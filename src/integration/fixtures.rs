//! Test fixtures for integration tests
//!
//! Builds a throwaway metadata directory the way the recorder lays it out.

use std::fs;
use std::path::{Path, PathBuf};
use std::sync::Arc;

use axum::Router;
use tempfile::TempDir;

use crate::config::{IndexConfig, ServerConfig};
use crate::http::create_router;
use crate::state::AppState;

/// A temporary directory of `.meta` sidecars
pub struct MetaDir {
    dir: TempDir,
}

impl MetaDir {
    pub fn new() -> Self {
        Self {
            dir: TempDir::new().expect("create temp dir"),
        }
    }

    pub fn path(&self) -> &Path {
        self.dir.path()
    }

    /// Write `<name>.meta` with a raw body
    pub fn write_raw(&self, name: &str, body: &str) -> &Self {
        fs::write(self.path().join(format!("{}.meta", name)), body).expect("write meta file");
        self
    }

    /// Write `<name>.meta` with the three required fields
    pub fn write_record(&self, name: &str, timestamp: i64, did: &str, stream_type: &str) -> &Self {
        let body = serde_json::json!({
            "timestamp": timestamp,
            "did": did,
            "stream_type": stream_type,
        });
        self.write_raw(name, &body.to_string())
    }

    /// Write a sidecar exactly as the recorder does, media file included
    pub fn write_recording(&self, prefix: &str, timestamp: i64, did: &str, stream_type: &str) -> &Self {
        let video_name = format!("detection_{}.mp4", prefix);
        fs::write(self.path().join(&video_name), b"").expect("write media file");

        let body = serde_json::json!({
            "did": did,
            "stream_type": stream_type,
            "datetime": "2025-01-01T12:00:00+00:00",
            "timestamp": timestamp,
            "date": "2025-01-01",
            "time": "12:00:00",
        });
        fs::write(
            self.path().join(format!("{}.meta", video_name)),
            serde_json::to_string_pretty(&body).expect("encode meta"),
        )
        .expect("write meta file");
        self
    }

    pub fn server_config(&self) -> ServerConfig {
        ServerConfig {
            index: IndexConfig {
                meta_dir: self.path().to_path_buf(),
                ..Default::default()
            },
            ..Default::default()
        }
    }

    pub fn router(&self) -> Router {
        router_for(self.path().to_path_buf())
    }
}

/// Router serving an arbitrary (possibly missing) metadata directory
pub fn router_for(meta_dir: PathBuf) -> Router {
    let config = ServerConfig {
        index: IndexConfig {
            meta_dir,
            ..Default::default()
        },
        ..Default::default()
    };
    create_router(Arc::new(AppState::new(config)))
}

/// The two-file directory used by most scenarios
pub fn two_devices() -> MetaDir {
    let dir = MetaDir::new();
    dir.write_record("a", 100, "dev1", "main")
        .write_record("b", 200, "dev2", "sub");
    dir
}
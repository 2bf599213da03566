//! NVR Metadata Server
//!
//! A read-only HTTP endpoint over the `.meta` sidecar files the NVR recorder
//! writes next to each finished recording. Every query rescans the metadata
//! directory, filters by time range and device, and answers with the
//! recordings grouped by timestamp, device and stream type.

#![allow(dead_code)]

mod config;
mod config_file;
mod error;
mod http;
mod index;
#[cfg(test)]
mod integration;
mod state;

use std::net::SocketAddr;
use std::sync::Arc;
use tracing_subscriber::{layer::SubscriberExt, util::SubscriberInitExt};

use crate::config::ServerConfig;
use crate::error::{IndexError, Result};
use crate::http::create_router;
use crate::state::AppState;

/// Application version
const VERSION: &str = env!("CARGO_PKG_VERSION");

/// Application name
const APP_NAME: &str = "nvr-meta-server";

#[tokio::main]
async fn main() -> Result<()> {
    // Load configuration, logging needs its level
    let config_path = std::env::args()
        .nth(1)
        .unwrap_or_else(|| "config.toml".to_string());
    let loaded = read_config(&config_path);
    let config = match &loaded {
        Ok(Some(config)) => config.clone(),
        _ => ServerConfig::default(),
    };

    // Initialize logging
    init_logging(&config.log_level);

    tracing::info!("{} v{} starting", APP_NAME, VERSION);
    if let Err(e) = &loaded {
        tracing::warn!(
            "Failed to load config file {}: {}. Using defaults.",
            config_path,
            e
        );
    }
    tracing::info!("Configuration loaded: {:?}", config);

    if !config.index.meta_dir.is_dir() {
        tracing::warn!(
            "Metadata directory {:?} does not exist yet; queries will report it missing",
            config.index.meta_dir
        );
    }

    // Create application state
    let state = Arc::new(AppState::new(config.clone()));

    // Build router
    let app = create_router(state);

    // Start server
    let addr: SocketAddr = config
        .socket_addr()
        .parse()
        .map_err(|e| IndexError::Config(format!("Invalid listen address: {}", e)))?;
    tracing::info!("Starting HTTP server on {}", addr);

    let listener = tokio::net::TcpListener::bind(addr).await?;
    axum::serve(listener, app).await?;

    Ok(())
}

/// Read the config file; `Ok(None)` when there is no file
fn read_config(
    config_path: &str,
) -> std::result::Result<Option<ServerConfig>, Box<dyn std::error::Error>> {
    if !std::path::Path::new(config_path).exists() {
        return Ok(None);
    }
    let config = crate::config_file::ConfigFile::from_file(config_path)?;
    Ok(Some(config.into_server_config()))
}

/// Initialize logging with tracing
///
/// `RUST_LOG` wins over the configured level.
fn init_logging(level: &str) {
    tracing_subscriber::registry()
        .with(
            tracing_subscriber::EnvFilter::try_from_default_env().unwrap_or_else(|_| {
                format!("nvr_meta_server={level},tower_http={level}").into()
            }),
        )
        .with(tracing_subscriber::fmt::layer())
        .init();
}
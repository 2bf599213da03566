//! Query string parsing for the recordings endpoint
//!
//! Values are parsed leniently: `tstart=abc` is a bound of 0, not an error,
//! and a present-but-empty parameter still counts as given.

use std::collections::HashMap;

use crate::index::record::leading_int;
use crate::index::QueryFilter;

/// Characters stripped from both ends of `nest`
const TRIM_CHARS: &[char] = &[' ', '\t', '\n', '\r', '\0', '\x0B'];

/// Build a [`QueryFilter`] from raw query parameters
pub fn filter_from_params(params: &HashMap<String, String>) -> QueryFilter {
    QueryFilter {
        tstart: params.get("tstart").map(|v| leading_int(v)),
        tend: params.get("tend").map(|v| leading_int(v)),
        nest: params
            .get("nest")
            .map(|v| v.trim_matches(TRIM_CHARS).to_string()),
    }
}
-- -- --
The word to look for is "params"; copy out every line of the entries that holds it.

pub fn filter_from_params(params: &HashMap<String, String>) -> QueryFilter {
        tstart: params.get("tstart").map(|v| leading_int(v)),
        tend: params.get("tend").map(|v| leading_int(v)),
        nest: params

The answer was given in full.